Again, this is a film firmly founded in character. Latuga and Puzo wouldn’t be out of place in Pasolini’s Momma Roma, their poverty row passions easily seen as both everyday and wholly individual. The links this woman will go to care for her son resonates with any familiar family dramatization. Similarly, the villainous Classe (a brilliant Walt Dongo) is like every silent screen bad guy ever conceived. All he needs is a waxed moustache, a mortgage, and the threat of foreclosure to seal the clichéd deal. But Andrews understands our knowledge of cinema’s past, and plays with the archetype to the point where this version of personified greed actually comes across as more pathetic than vile.
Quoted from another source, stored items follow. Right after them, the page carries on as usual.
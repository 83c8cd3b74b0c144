//! Dataset loader for delimited files

use anyhow::{Context, Result};
use polars::prelude::*;
use std::path::Path;

use crate::pipeline::error::PipelineError;

/// Load a dataset from a delimited file.
///
/// Column types (numeric vs non-numeric) are inferred from the first
/// `infer_schema_length` rows. A path that does not resolve fails with
/// [`PipelineError::NotFound`] before polars is involved.
pub fn load_dataset(path: &Path, infer_schema_length: usize) -> Result<DataFrame> {
    if !path.is_file() {
        return Err(PipelineError::NotFound {
            path: path.to_path_buf(),
        }
        .into());
    }

    let df = LazyCsvReader::new(path)
        .with_infer_schema_length(Some(infer_schema_length))
        .finish()
        .with_context(|| format!("Failed to scan CSV file: {}", path.display()))?
        .collect()
        .with_context(|| format!("Failed to load CSV file: {}", path.display()))?;

    Ok(df)
}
In fact, the worst character here may be Frisco. Keeping his genetically mutated brother in a garbage can is one thing. Using the excuse of love as a means of moving up in the financial food chain is horrifying in its self-serving cruelty.
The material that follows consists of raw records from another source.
//! Unit tests for IQR outlier filtering

use polars::prelude::*;
use scour::pipeline::{clean_dataset, filter_outliers, iqr_bounds, outlier_mask, NumericColumnSet};

#[path = "common/mod.rs"]
mod common;

#[test]
fn test_bounds_known_values() {
    let df = df! {
        "a" => [1.0f64, 2.0, 3.0, 4.0, 5.0, 6.0, 7.0, 1000.0],
    }
    .unwrap();
    let numeric = NumericColumnSet::detect(&df);

    let bounds = iqr_bounds(&df, &numeric).unwrap();

    assert_eq!(bounds.len(), 1);
    // Q1 = 2.75, Q3 = 6.25, IQR = 3.5
    assert!((bounds[0].lower - (-2.5)).abs() < 1e-9);
    assert!((bounds[0].upper - 11.5).abs() < 1e-9);
}

#[test]
fn test_values_on_bounds_are_kept() {
    let df = df! {
        "a" => [1.0f64, 2.0, 3.0, 4.0, 5.0, 6.0, 7.0, 1000.0],
    }
    .unwrap();
    let numeric = NumericColumnSet::detect(&df);
    let bounds = iqr_bounds(&df, &numeric).unwrap();

    assert!(!bounds[0].is_outlier(-2.5), "Lower bound itself is kept");
    assert!(!bounds[0].is_outlier(11.5), "Upper bound itself is kept");
    assert!(bounds[0].is_outlier(-2.5000001));
    assert!(bounds[0].is_outlier(11.5000001));
}

#[test]
fn test_single_outlier_row_removed() {
    let df = df! {
        "a" => [1.0f64, 2.0, 3.0, 4.0, 5.0, 6.0, 7.0, 1000.0],
        "b" => [10.0f64, 20.0, 30.0, 40.0, 50.0, 60.0, 70.0, 80.0],
    }
    .unwrap();
    let numeric = NumericColumnSet::detect(&df);

    let report = filter_outliers(&df, &numeric).unwrap();

    assert_eq!(report.removed_rows, 1);
    assert_eq!(report.filtered.height(), 7);

    let a: Vec<f64> = report
        .filtered
        .column("a")
        .unwrap()
        .f64()
        .unwrap()
        .into_iter()
        .flatten()
        .collect();
    assert!(!a.contains(&1000.0), "The outlier value must be gone");
}

#[test]
fn test_any_flagged_column_disqualifies_the_row() {
    // Row 0 is normal in `a` but extreme in `b`
    let df = df! {
        "a" => [5.0f64, 2.0, 3.0, 4.0, 5.0, 6.0, 7.0, 5.0],
        "b" => [-900.0f64, 20.0, 30.0, 40.0, 50.0, 60.0, 70.0, 80.0],
    }
    .unwrap();
    let numeric = NumericColumnSet::detect(&df);

    let bounds = iqr_bounds(&df, &numeric).unwrap();
    let mask = outlier_mask(&df, &bounds).unwrap();

    assert!(mask[0], "Row 0 must be flagged via column b");
    assert_eq!(mask.iter().filter(|&&m| m).count(), 1);
}

#[test]
fn test_filtered_rows_all_within_bounds() {
    let raw = common::create_pipeline_test_dataframe();
    // Work on the cleaned subset the stage normally sees
    let (df, _) = clean_dataset(&raw).unwrap();
    let numeric = NumericColumnSet::detect(&df);

    let report = filter_outliers(&df, &numeric).unwrap();

    for bound in &report.bounds {
        let values: Vec<f64> = report
            .filtered
            .column(&bound.column)
            .unwrap()
            .cast(&DataType::Float64)
            .unwrap()
            .f64()
            .unwrap()
            .into_iter()
            .flatten()
            .collect();
        for v in values {
            assert!(
                !bound.is_outlier(v),
                "Value {} in {} escaped its bounds [{}, {}]",
                v,
                bound.column,
                bound.lower,
                bound.upper
            );
        }
    }
}

#[test]
fn test_no_outliers_keeps_every_row() {
    let df = df! {
        "a" => [1.0f64, 2.0, 3.0, 4.0, 5.0],
    }
    .unwrap();
    let numeric = NumericColumnSet::detect(&df);

    let report = filter_outliers(&df, &numeric).unwrap();

    assert_eq!(report.removed_rows, 0);
    assert_eq!(report.filtered.height(), 5);
}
It’s eye-opening to watch Andrews work without his standard scatology safety net. Characters don’t break out into rude rhymes or rummage through their own feces. Romance is substituted for sex, and even when Classe humiliates Latuga with her own urine, it’s part of an interpersonal struggle that we can clearly understand. Indeed, if you took out all the inferred weirdness, if you removed the recognizable bows to planned peculiarity, Air Conditioning would be a downbeat, depressing experience. We would see how Latuga cares for her sons, strains for her living, and sacrifices for her small comforts, and wonder how anyone could survive. With a setting far removed from his typical trailer park mystique, the results are revelatory.
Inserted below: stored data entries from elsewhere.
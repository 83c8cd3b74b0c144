//! Terminal rendering of the masked correlation matrix

use console::style;

use crate::pipeline::CorrelationMatrix;

const LABEL_WIDTH: usize = 14;
const CELL_WIDTH: usize = 8;

/// Render the strictly-lower-triangle view of the correlation matrix as a
/// colorized grid: red for positive, blue for negative, bold past |0.7|.
/// Masked cells (diagonal and upper triangle) are dimmed dots.
pub fn render_heatmap(matrix: &CorrelationMatrix) {
    if matrix.len() < 2 {
        println!("      (fewer than two numeric columns, nothing to render)");
        return;
    }

    let masked = matrix.masked_lower_triangle();

    // Header row: numbered columns to keep the grid narrow
    print!("    {:<width$}", "", width = LABEL_WIDTH);
    for idx in 0..matrix.len() {
        print!("{:>width$}", format!("[{}]", idx), width = CELL_WIDTH);
    }
    println!();

    for (i, row) in masked.iter().enumerate() {
        let label = format!("[{}] {}", i, truncate(&matrix.columns()[i], LABEL_WIDTH - 5));
        print!("    {:<width$}", label, width = LABEL_WIDTH);
        for cell in row {
            match cell {
                Some(value) => print!("{}", colorized(*value)),
                None => print!("{:>width$}", style("·").dim(), width = CELL_WIDTH),
            }
        }
        println!();
    }
}

fn colorized(value: f64) -> String {
    let text = format!("{:>width$}", format!("{:+.2}", value), width = CELL_WIDTH);
    if value.is_nan() {
        return style(format!("{:>width$}", "nan", width = CELL_WIDTH))
            .dim()
            .to_string();
    }

    let styled = if value >= 0.0 {
        style(text).red()
    } else {
        style(text).blue()
    };

    if value.abs() > 0.7 {
        styled.bold().to_string()
    } else if value.abs() < 0.2 {
        styled.dim().to_string()
    } else {
        styled.to_string()
    }
}

fn truncate(s: &str, max_len: usize) -> String {
    if s.len() <= max_len {
        s.to_string()
    } else {
        format!("{}…", &s[..max_len.saturating_sub(1)])
    }
}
The acting here is once again of the highest level. Andrews is not an inventive director. He is a visionary, but not necessarily when it comes to set-ups, framing, and compositions. Instead, he relies on the expressive faces of his cast to carry the day, close-ups revealing personal experiences washed across every wrinkle, every bit of beard stubble, every spot of adolescent acne. Dongo is delightful, as is straight standby Miles Dougal. As Latuga, Andrews introduces us to a wonderful young woman who uses her comforting size and shape as a means of making the maternal vividly real. She carries the film through many of its narrative hurdles, and finds a way of delivering even the most outrageous dialogue in a down to earth and homespun manner. As with all in Andrews’ outsider theatrical troupe, she adds the perfectly complement to the auteur’s own skewed perspective.

And yet some will look at Air Conditioning and wonder where all the crudeness went. There are those who revel in the kind of adolescent pants-wetting that made Andrews the savior of cinema since the Trailer Town days. Those who favor his more foul-mouthed methodology will definitely find the lack of lewdness disconcerting. But if you recognize that Andrews’ main modus is to take the underserved, the fringe fighting along the edges of the standard social norm, and place them in a position of prominence and personal dignity, the missing miscreance is understandable. Not every story has to be about stool samples. There are things more disgusting than old people running around naked. Money is such a foul, filthy thing that when you have such a soiled sentiment at the center of your storyline, there’s no need for more nastiness. Air Conditioning may be a way to beat the heat, but in the hands of a pure maestro like Giuseppe Andrews, it’s also a salve for, and the scourge of, the human soul.